Cross-border deals are where ambition meets complexity. Whether you’re shipping goods, licensing IP, onboarding an overseas distributor, financing imports via trade instruments, or acquiring a foreign target, success hinges on getting law, tax, FX, logistics, and compliance to sing from the same sheet.

This long-form guide distills how to structure and execute cross-border transactions in (and with) Bangladesh and beyond—written in the same practical, clause-ready style you’ve seen in our other TRW guides. Use it as a checklist when you negotiate term sheets, draft contracts, and coordinate banks, brokers, and customs stakeholders.

TRW is a global law firm with deep Bangladesh roots and international capability. We act for exporters and importers, lenders and borrowers, sponsors and funds, as well as tech and industrial groups. This guide is educational; for advice on your facts, speak with TRW.


1) Deal Mapping: What “Cross-Border” Actually Covers

Cross-Border Transactions: A 2025 Playbook for Businesses (and Banks) — by Tahmidur Remura Wahid (TRW)

Typical transaction families

  • Sale of goods (manufacturer ↔ distributor/buyer), governed by a chosen national law, sometimes by the CISG if applicable (see §2).
  • Services (consulting, IT, BPO, maintenance), where taxation (withholding, PE risk) and data/export controls loom large.
  • Technology & IP (software licensing, SaaS, OEM, trademark co-branding), where export controls, data residency, and IP enforcement matter.
  • Trade finance (LCs, SBLCs, collections, guarantees; §4–§5), where ICC rules and Incoterms define risk and the bank plays referee.
  • Investment/M\&A (equity, asset purchases, JVs), requiring FDI approvals, FX clearance, repatriation planning, competition, and sanctions diligence.
  • Project & structured finance (ECA-backed, escrowed receivables, forfaiting), blending payment waterfalls, local security, and FX hedging.

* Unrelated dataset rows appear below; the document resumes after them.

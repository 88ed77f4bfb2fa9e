//! sitecheck CLI - Main Entry Point
//!
//! Runs, lists and validates YAML scenarios against a deployed website.
//! Exit code is 0 when no scenario failed, 1 when at least one did, and 2
//! when the run could not happen at all.

use std::path::PathBuf;

use clap::{Parser, Subcommand, ValueEnum};
use sitecheck_e2e::RunnerConfig;

mod commands;
mod output;

use commands::{list, run, validate};

/// sitecheck - scenario-based end-to-end checks for websites
#[derive(Parser)]
#[command(name = "sitecheck")]
#[command(author, version, about, long_about = None)]
#[command(propagate_version = true)]
struct Cli {
    /// Configuration file
    #[arg(short, long, default_value = "sitecheck.toml", env = "SITECHECK_CONFIG", global = true)]
    config: PathBuf,

    /// Output format
    #[arg(long, default_value = "table", global = true)]
    format: output::OutputFormat,

    /// Enable verbose output
    #[arg(short, long, global = true)]
    verbose: bool,

    /// Log line format
    #[arg(long, default_value = "text", global = true)]
    log_format: LogFormat,

    #[command(subcommand)]
    command: Commands,
}

#[derive(Debug, Clone, Copy, ValueEnum)]
enum LogFormat {
    Text,
    Json,
}

#[derive(Subcommand)]
enum Commands {
    /// Run scenarios
    Run(run::RunArgs),

    /// List scenarios
    List(list::ListArgs),

    /// Check scenarios without running them
    Validate(validate::ValidateArgs),

    /// Show version information
    Version,
}

fn init_logging(verbose: bool, format: LogFormat) {
    let log_level = if verbose { "debug" } else { "info" };
    let filter = tracing_subscriber::EnvFilter::try_from_default_env()
        .unwrap_or_else(|_| tracing_subscriber::EnvFilter::new(log_level));

    match format {
        LogFormat::Text => tracing_subscriber::fmt()
            .with_env_filter(filter)
            .with_target(false)
            .with_writer(std::io::stderr)
            .init(),
        LogFormat::Json => tracing_subscriber::fmt()
            .json()
            .with_env_filter(filter)
            .with_writer(std::io::stderr)
            .init(),
    }
}

async fn dispatch(cli: Cli) -> anyhow::Result<i32> {
    let config = RunnerConfig::load(&cli.config)?;

    match cli.command {
        Commands::Run(args) => run::execute(args, config, cli.format).await,
        Commands::List(args) => {
            list::execute(args, &config, cli.format)?;
            Ok(0)
        }
        Commands::Validate(args) => {
            validate::execute(args, config)?;
            Ok(0)
        }
        Commands::Version => {
            println!("sitecheck v{}", env!("CARGO_PKG_VERSION"));
            Ok(0)
        }
    }
}

#[tokio::main]
async fn main() {
    let cli = Cli::parse();
    init_logging(cli.verbose, cli.log_format);

    let code = match dispatch(cli).await {
        Ok(code) => code,
        Err(e) => {
            output::print_error(&format!("{:#}", e));
            2
        }
    };

    std::process::exit(code);
}
//! sitecheck scenario runner
//!
//! Runs declarative YAML scenarios against a live website:
//! - Parses scenarios (page or API mode) with setup fixtures and steps
//! - Drives a Playwright browser over a line-delimited JSON protocol
//! - Issues HTTP requests through reqwest with a per-session cookie jar
//! - Collects one result per scenario, in submission order
//!
//! # Architecture
//!
//! ```text
//! ┌─────────────────────────────────────────────────────────────┐
//! │                      TestRunner                             │
//! │    ├── validate_suite(scenarios, base_url)                  │
//! │    ├── preflight (optional) -> unreachable = all Skipped    │
//! │    └── buffered(workers) ── supervise(scenario, deadline)   │
//! │                                └── run_scenario             │
//! │                                      ├── Session::acquire   │
//! │                                      ├── setup  -> Skipped  │
//! │                                      ├── steps  -> Failed   │
//! │                                      └── Session::release   │
//! ├─────────────────────────────────────────────────────────────┤
//! │  Session                                                    │
//! │    ├── Box<dyn Browser>     (PlaywrightBrowser, lazy)       │
//! │    └── Arc<dyn HttpClient>  (ReqwestClient)                 │
//! └─────────────────────────────────────────────────────────────┘
//! ```

pub mod config;
pub mod error;
pub mod executor;
pub mod http;
pub mod playwright;
pub mod preflight;
pub mod report;
pub mod runner;
pub mod session;
pub mod spec;

pub use config::{MismatchPolicy, RunnerConfig};
pub use error::{E2eError, E2eResult, FailureKind};
pub use report::{Outcome, ScenarioResult, ScenarioState, StepOutcome, StepStatus, SuiteResult};
pub use runner::{LiveSessionFactory, TestRunner};
pub use session::{Browser, ElementHandle, HttpClient, HttpResponse, Session, SessionFactory};
pub use spec::{validate_suite, Scenario, ScenarioMode, Step, Viewport};
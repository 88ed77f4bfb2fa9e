//! Per-scenario session and the collaborator traits it drives
//!
//! A [`Session`] owns at most one browser and exactly one HTTP client for the
//! lifetime of one scenario. Nothing in it is shared with other scenarios.

use std::collections::BTreeMap;
use std::sync::Arc;
use std::time::Duration;

use async_trait::async_trait;
use tracing::{debug, warn};

use crate::error::{E2eError, E2eResult};
use crate::spec::{HttpMethod, Viewport, WaitState};

/// Lazy reference to the n-th element matching a selector.
///
/// Nothing is resolved until the handle is used, so a handle taken before a
/// navigation points at whatever matches on the new page.
#[derive(Debug, Clone, PartialEq, Eq)]
pub struct ElementHandle {
    pub selector: String,
    pub index: usize,
}

impl ElementHandle {
    pub fn new(selector: impl Into<String>, index: usize) -> Self {
        Self { selector: selector.into(), index }
    }
}

impl std::fmt::Display for ElementHandle {
    fn fmt(&self, f: &mut std::fmt::Formatter<'_>) -> std::fmt::Result {
        write!(f, "{} >> nth={}", self.selector, self.index)
    }
}

/// Browsing collaborator
///
/// Implementations report missing elements as [`E2eError::NotFound`] and
/// navigation or protocol failures as [`E2eError::Transport`].
#[async_trait]
pub trait Browser: Send {
    async fn navigate(&mut self, url: &str) -> E2eResult<()>;

    async fn go_back(&mut self) -> E2eResult<()>;

    async fn reload(&mut self) -> E2eResult<()>;

    async fn title(&mut self) -> E2eResult<String>;

    async fn current_url(&mut self) -> E2eResult<String>;

    /// Number of elements currently matching `selector`
    async fn count(&mut self, selector: &str) -> E2eResult<usize>;

    /// Handles for every element currently matching `selector`
    async fn find(&mut self, selector: &str) -> E2eResult<Vec<ElementHandle>> {
        let count = self.count(selector).await?;
        Ok((0..count).map(|i| ElementHandle::new(selector, i)).collect())
    }

    async fn click(&mut self, element: &ElementHandle) -> E2eResult<()>;

    async fn fill(&mut self, element: &ElementHandle, text: &str) -> E2eResult<()>;

    /// Press a key on an element, or on the page when `element` is `None`
    async fn press(&mut self, element: Option<&ElementHandle>, key: &str) -> E2eResult<()>;

    /// Type text with the keyboard into whatever has focus
    async fn type_text(&mut self, text: &str) -> E2eResult<()>;

    async fn select_option(&mut self, element: &ElementHandle, value: &str) -> E2eResult<()>;

    async fn attribute(&mut self, element: &ElementHandle, name: &str)
        -> E2eResult<Option<String>>;

    async fn text_content(&mut self, element: &ElementHandle) -> E2eResult<Option<String>>;

    /// Lower-case tag name, such as `h2`
    async fn tag_name(&mut self, element: &ElementHandle) -> E2eResult<String>;

    async fn is_visible(&mut self, element: &ElementHandle) -> E2eResult<bool>;

    async fn is_checked(&mut self, element: &ElementHandle) -> E2eResult<bool>;

    async fn wait_for(&mut self, selector: &str, state: WaitState, timeout: Duration)
        -> E2eResult<()>;

    async fn set_viewport(&mut self, viewport: Viewport) -> E2eResult<()>;

    /// Release the browsing context
    async fn close(&mut self) -> E2eResult<()>;
}

/// Response captured from the HTTP collaborator
#[derive(Debug, Clone, Default)]
pub struct HttpResponse {
    pub status: u16,
    /// Header names are lowercased
    pub headers: BTreeMap<String, String>,
    pub body: Vec<u8>,
}

impl HttpResponse {
    pub fn header(&self, name: &str) -> Option<&str> {
        self.headers.get(&name.to_ascii_lowercase()).map(String::as_str)
    }

    pub fn is_success(&self) -> bool {
        (200..300).contains(&self.status)
    }

    pub fn json(&self) -> E2eResult<serde_json::Value> {
        serde_json::from_slice(&self.body).map_err(|e| {
            E2eError::assertion(format!("response body is not JSON: {}", e))
        })
    }
}

/// HTTP collaborator
#[async_trait]
pub trait HttpClient: Send + Sync {
    async fn request(
        &self,
        method: HttpMethod,
        url: &str,
        headers: &BTreeMap<String, String>,
        body: Option<&serde_json::Value>,
    ) -> E2eResult<HttpResponse>;
}

/// Builds the collaborators for a fresh session
#[async_trait]
pub trait SessionFactory: Send + Sync {
    async fn launch_browser(&self, viewport: Viewport) -> E2eResult<Box<dyn Browser>>;

    /// A client with its own cookie jar
    fn http_client(&self) -> E2eResult<Arc<dyn HttpClient>>;
}

/// Live handles owned by one running scenario
pub struct Session {
    factory: Arc<dyn SessionFactory>,
    viewport: Viewport,
    browser: Option<Box<dyn Browser>>,
    http: Arc<dyn HttpClient>,
    last_response: Option<HttpResponse>,
    /// Soft mismatches raised inside nested steps, drained per step
    warnings: Vec<String>,
}

impl Session {
    /// Acquire a session; the browser is launched on first use
    pub fn acquire(factory: Arc<dyn SessionFactory>, viewport: Viewport) -> E2eResult<Self> {
        let http = factory.http_client()?;
        Ok(Self {
            factory,
            viewport,
            browser: None,
            http,
            last_response: None,
            warnings: Vec::new(),
        })
    }

    /// The session's browser, launching it if needed
    pub async fn browser(&mut self) -> E2eResult<&mut (dyn Browser + 'static)> {
        if self.browser.is_none() {
            debug!("Launching browser ({}x{})", self.viewport.width, self.viewport.height);
            let browser = self
                .factory
                .launch_browser(self.viewport)
                .await
                .map_err(|e| E2eError::BrowserLaunch(Box::new(e)))?;
            self.browser = Some(browser);
        }
        match self.browser.as_deref_mut() {
            Some(browser) => Ok(browser),
            None => Err(E2eError::Transport("browser unavailable".into())),
        }
    }

    pub fn http(&self) -> Arc<dyn HttpClient> {
        Arc::clone(&self.http)
    }

    pub fn set_last_response(&mut self, response: HttpResponse) {
        self.last_response = Some(response);
    }

    /// Last HTTP response, or an assertion failure when no request was made
    pub fn last_response(&self) -> E2eResult<&HttpResponse> {
        self.last_response
            .as_ref()
            .ok_or_else(|| E2eError::assertion("no HTTP request has been made in this scenario"))
    }

    pub fn record_warning(&mut self, message: String) {
        self.warnings.push(message);
    }

    pub fn take_warnings(&mut self) -> Vec<String> {
        std::mem::take(&mut self.warnings)
    }

    pub fn has_browser(&self) -> bool {
        self.browser.is_some()
    }

    /// Release the session. Dropping without calling this still releases
    /// the browser, but without a graceful shutdown.
    pub async fn release(mut self) {
        if let Some(mut browser) = self.browser.take() {
            if let Err(e) = browser.close().await {
                warn!("Failed to close browser cleanly: {}", e);
            }
        }
    }
}
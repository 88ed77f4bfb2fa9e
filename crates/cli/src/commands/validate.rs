//! `sitecheck validate`

use anyhow::{Context, Result};
use clap::Args;
use sitecheck_e2e::{validate_suite, RunnerConfig};

use super::{load_scenarios, select, SelectArgs};
use crate::output::print_success;

#[derive(Args, Debug, Clone, Default)]
pub struct ValidateArgs {
    #[command(flatten)]
    pub select: SelectArgs,

    /// Base URL used to resolve rooted targets
    #[arg(long, env = "SITECHECK_BASE_URL")]
    pub base_url: Option<String>,
}

/// Parse and check scenarios without running them
pub fn execute(args: ValidateArgs, mut config: RunnerConfig) -> Result<()> {
    if let Some(base_url) = args.base_url {
        config.base_url = base_url;
    }
    let base_url = config.base_url()?;
    let dir = args.select.suites.clone().unwrap_or_else(|| config.suites_dir.clone());

    let scenarios = load_scenarios(&dir)
        .with_context(|| format!("loading scenarios from {}", dir.display()))?;
    let scenarios = select(scenarios, &args.select);
    validate_suite(&scenarios, &base_url)?;

    print_success(&format!(
        "{} scenario(s) in {} are valid",
        scenarios.len(),
        dir.display()
    ));
    Ok(())
}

Your first 10 questions (every time)

  1. What are we selling/buying? Is any part export-controlled, sanctioned, dual-use, or hazardous?
  2. Who are the counterparties and beneficial owners? Any sanctions/PEP/AML red flags? (See §8.)
  3. Which law governs and where are disputes resolved (court vs. arbitration)? (See §3.)
  4. Is the CISG in or out? (See §2.)
  5. What is the price currency, and how do we hedge FX? (See §6.)
  6. What payment instrument (LC, SBLC, open account with credit insurance, documentary collection)? What ICC rules apply? (See §4–§5.)
  7. What Incoterm® 2020 fits the logistics and risk transfer? (See §5.)
  8. Any withholding tax, VAT/customs, or DTT relief? (See §7.)
  9. What regulatory filings/approvals are needed (central bank FX, customs codes, import permits, sector regulators)?
  10. What does “good title passes when…” actually mean in this contract? Match title, risk, documentary control, and payment triggers.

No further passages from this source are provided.